具体的,所述丙烯酸酯聚乙二醇琥珀酰羧甲酯的结构式为
Figure BDA0002969862090000041
其中n=22-120。
具体的,N,N’-双(丙稀酰)胱胺由于含有二硫键,而GSH可以打断二硫键,且肿瘤组织中的GSH含量远高于正常组织中的GSH含量,因此本发明制得的基因纳米胶囊进入肿瘤细胞后,其中的聚合物能够被GSH高效率的降解,使基因纳米胶囊中的有效成分(Cas/sgRNA核糖核蛋白复合物)在肿瘤细胞中的释放效率远远高于其在正常细胞中的释放效率,实现肿瘤细胞定向释放的效果,当sgRNA靶向的基因为肿瘤治疗靶点时,能够实现肿瘤细胞死亡而正常细胞存活的效果。
具体的,胍基丙烯酸酯由于带正电,因此能够与带负电的Cas/sgRNA核糖核蛋白复合物通过静电结合,使聚合物形成于所述Cas/sgRNA核糖核蛋白复合物的外表面,并且所述胍基丙烯酸酯还能够提高整个纳米胶囊的正电荷含量,由于细胞膜外表面带负电荷,因此在纳米胶囊中添加胍基丙烯酸酯能够提高纳米胶囊的细胞内吞效率。
具体的,所述胍基丙烯酸酯的结构式为
Figure BDA0002969862090000042
本发明一些实施例中,所述基因编辑纳米胶囊还包括修饰于所述外壳外表面的靶向剂;所述单体材料还包括能够与所述第一单体和/或第二单体相互聚合的第三单体,所述第三单体为能够与所述靶向剂通过化学键连接的分子;
可选的,所述第三单体包括丙烯酸酯聚乙二醇琥珀酰羧甲酯和丙烯酸酯聚乙二醇马来酰亚胺中的至少一种;
可选的,所述靶向剂包括Angiopep-2、RGD肽、apolipoprotein E和transferrin中的至少一种;优选的,所述靶向剂为Angiopep-2。
具体的,Angiopep-2不仅能够作为靶向剂,特异性靶向肿瘤细胞,提高纳米胶囊的内吞效率,而且具有介导作用,能够介导纳米胶囊跨越BBB,使纳米胶囊被人脑胶质瘤细胞高效吞噬。

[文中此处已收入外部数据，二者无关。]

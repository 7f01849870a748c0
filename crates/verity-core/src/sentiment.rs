//! Lexicon-based sentiment polarity analysis.
//!
//! Counts exact token matches against fixed positive and negative
//! lexicons (no stemming) and derives a polarity label plus a compound
//! score normalized by text length. Independent of suspicion scoring:
//! neither component reads the other's output.

use serde::{Deserialize, Serialize};

use crate::config::SentimentConfig;

/// Sentiment polarity of a review text.
#[derive(Debug, Clone, Copy, PartialEq, Eq, Hash, Serialize, Deserialize)]
#[serde(rename_all = "snake_case")]
pub enum Sentiment {
    /// Positive tokens decisively outnumber negative ones.
    Positive,
    /// Neither polarity dominates.
    Neutral,
    /// Negative tokens decisively outnumber positive ones.
    Negative,
}

impl Sentiment {
    /// Returns all sentiment labels.
    pub fn all() -> &'static [Sentiment] {
        &[Sentiment::Positive, Sentiment::Neutral, Sentiment::Negative]
    }

    /// Returns a human-readable name for this label.
    pub fn name(&self) -> &'static str {
        match self {
            Sentiment::Positive => "Positive",
            Sentiment::Neutral => "Neutral",
            Sentiment::Negative => "Negative",
        }
    }
}

/// Result of sentiment analysis for one text.
#[derive(Debug, Clone, Copy, PartialEq, Serialize, Deserialize)]
pub struct SentimentResult {
    /// The polarity label.
    pub sentiment: Sentiment,
    /// Net polarity normalized by token count, clamped to [-1.0, 1.0].
    pub compound_score: f32,
}

impl SentimentResult {
    /// A neutral result with a zero compound score.
    pub fn neutral() -> Self {
        Self {
            sentiment: Sentiment::Neutral,
            compound_score: 0.0,
        }
    }
}

/// Lexicon-based sentiment analyzer.
///
/// Tokenizes lowercased text on whitespace and counts membership in the
/// configured lexicons. Pure and total: empty text resolves to a neutral
/// result rather than an error.
pub struct SentimentAnalyzer {
    config: SentimentConfig,
}

impl SentimentAnalyzer {
    /// Creates an analyzer over the given lexicons and margin.
    pub fn new(config: SentimentConfig) -> Self {
        let config = SentimentConfig {
            positive_words: config
                .positive_words
                .iter()
                .map(|w| w.to_lowercase())
                .collect(),
            negative_words: config
                .negative_words
                .iter()
                .map(|w| w.to_lowercase())
                .collect(),
            margin: config.margin,
        };
        Self { config }
    }

    /// Analyzes the text using the configured margin.
    pub fn analyze(&self, text: &str) -> SentimentResult {
        self.analyze_with_margin(text, self.config.margin)
    }

    /// Analyzes the text, requiring one polarity to outnumber the other
    /// by more than `margin` before leaving neutral.
    pub fn analyze_with_margin(&self, text: &str, margin: usize) -> SentimentResult {
        let lower = text.to_lowercase();
        let words: Vec<&str> = lower.split_whitespace().collect();
        if words.is_empty() {
            return SentimentResult::neutral();
        }

        let positive = words
            .iter()
            .filter(|w| self.config.positive_words.contains(**w))
            .count();
        let negative = words
            .iter()
            .filter(|w| self.config.negative_words.contains(**w))
            .count();

        let compound_score =
            ((positive as f32 - negative as f32) / words.len() as f32).clamp(-1.0, 1.0);

        let sentiment = if positive > negative + margin {
            Sentiment::Positive
        } else if negative > positive + margin {
            Sentiment::Negative
        } else {
            Sentiment::Neutral
        };

        SentimentResult {
            sentiment,
            compound_score,
        }
    }

    /// Returns the configuration this analyzer was built with.
    pub fn config(&self) -> &SentimentConfig {
        &self.config
    }
}

#[cfg(test)]
mod tests {
    use super::*;
    use crate::config::DetectionConfig;

    fn analyzer() -> SentimentAnalyzer {
        SentimentAnalyzer::new(DetectionConfig::standard().sentiment)
    }

    fn compact_analyzer() -> SentimentAnalyzer {
        SentimentAnalyzer::new(DetectionConfig::compact().sentiment)
    }

    #[test]
    fn empty_text_is_neutral() {
        let result = analyzer().analyze("");
        assert_eq!(result.sentiment, Sentiment::Neutral);
        assert_eq!(result.compound_score, 0.0);
    }

    #[test]
    fn whitespace_only_is_neutral() {
        let result = analyzer().analyze("   \t  ");
        assert_eq!(result.sentiment, Sentiment::Neutral);
        assert_eq!(result.compound_score, 0.0);
    }

    #[test]
    fn positive_text_detected() {
        let result = analyzer().analyze("great laptop love the screen");
        assert_eq!(result.sentiment, Sentiment::Positive);
        assert!((result.compound_score - 0.4).abs() < 1e-6);
    }

    #[test]
    fn negative_text_detected() {
        let result = analyzer().analyze("terrible awful build with broken hinge");
        assert_eq!(result.sentiment, Sentiment::Negative);
        assert!(result.compound_score < 0.0);
    }

    #[test]
    fn balanced_text_is_neutral() {
        let result = analyzer().analyze("good screen but bad speakers");
        assert_eq!(result.sentiment, Sentiment::Neutral);
        assert_eq!(result.compound_score, 0.0);
    }

    #[test]
    fn margin_gates_the_label() {
        // One net positive token: neutral under the standard margin (1),
        // positive when the margin is dropped to zero.
        let a = analyzer();
        assert_eq!(a.analyze("good value overall").sentiment, Sentiment::Neutral);
        assert_eq!(
            a.analyze_with_margin("good value overall", 0).sentiment,
            Sentiment::Positive
        );
    }

    #[test]
    fn compact_preset_uses_zero_margin() {
        let result = compact_analyzer().analyze("good value overall");
        assert_eq!(result.sentiment, Sentiment::Positive);
    }

    #[test]
    fn compact_lexicon_is_smaller() {
        // "crisp" only exists in the standard lexicon.
        let standard = analyzer();
        let compact = compact_analyzer();
        assert_eq!(
            standard.analyze_with_margin("crisp display", 0).sentiment,
            Sentiment::Positive
        );
        assert_eq!(
            compact.analyze_with_margin("crisp display", 0).sentiment,
            Sentiment::Neutral
        );
    }

    #[test]
    fn compound_score_saturates_at_bounds() {
        let a = analyzer();
        assert_eq!(a.analyze("great amazing excellent").compound_score, 1.0);
        assert_eq!(a.analyze("bad terrible awful").compound_score, -1.0);
    }

    #[test]
    fn matching_is_case_insensitive() {
        let result = analyzer().analyze("GREAT laptop, LOVE the screen");
        assert_eq!(result.sentiment, Sentiment::Positive);
    }

    #[test]
    fn tokens_match_exactly() {
        // "great," with trailing punctuation is not a lexicon token.
        let result = analyzer().analyze_with_margin("great, but unremarkable", 0);
        assert_eq!(result.sentiment, Sentiment::Neutral);
        assert_eq!(result.compound_score, 0.0);
    }
}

血脑屏障(blood brain barrier,BBB)的存在使得人脑胶质瘤成为癌症治疗中最棘手的肿瘤之一。BBB为脑部的自我平衡防御机制,一方面,它保证中枢神经系统免受外来物质侵扰,维持高效的稳态,同时为脑内输入营养物质;另一方面,BBB的致密结构也阻碍了治疗药物通过非入侵性给药方式进入脑内。由于BBB内皮细胞和GBM(多形性胶质母细胞瘤)组织均高表达受体相关蛋白1(LRP-1),当应用本发明提供的基因编辑纳米胶囊治疗GBM时,靶向剂优选为Angiopep-2,Angiopep-2(NH2)修饰的基因编辑纳米胶囊可与脑内皮细胞及脑胶质瘤细胞上过度表达的低密度脂蛋白(LRP)受体特异性结合,靶向脑胶质瘤细胞的同时,可显著增强Cas/sgRNA核糖核蛋白复合物的BBB渗透性。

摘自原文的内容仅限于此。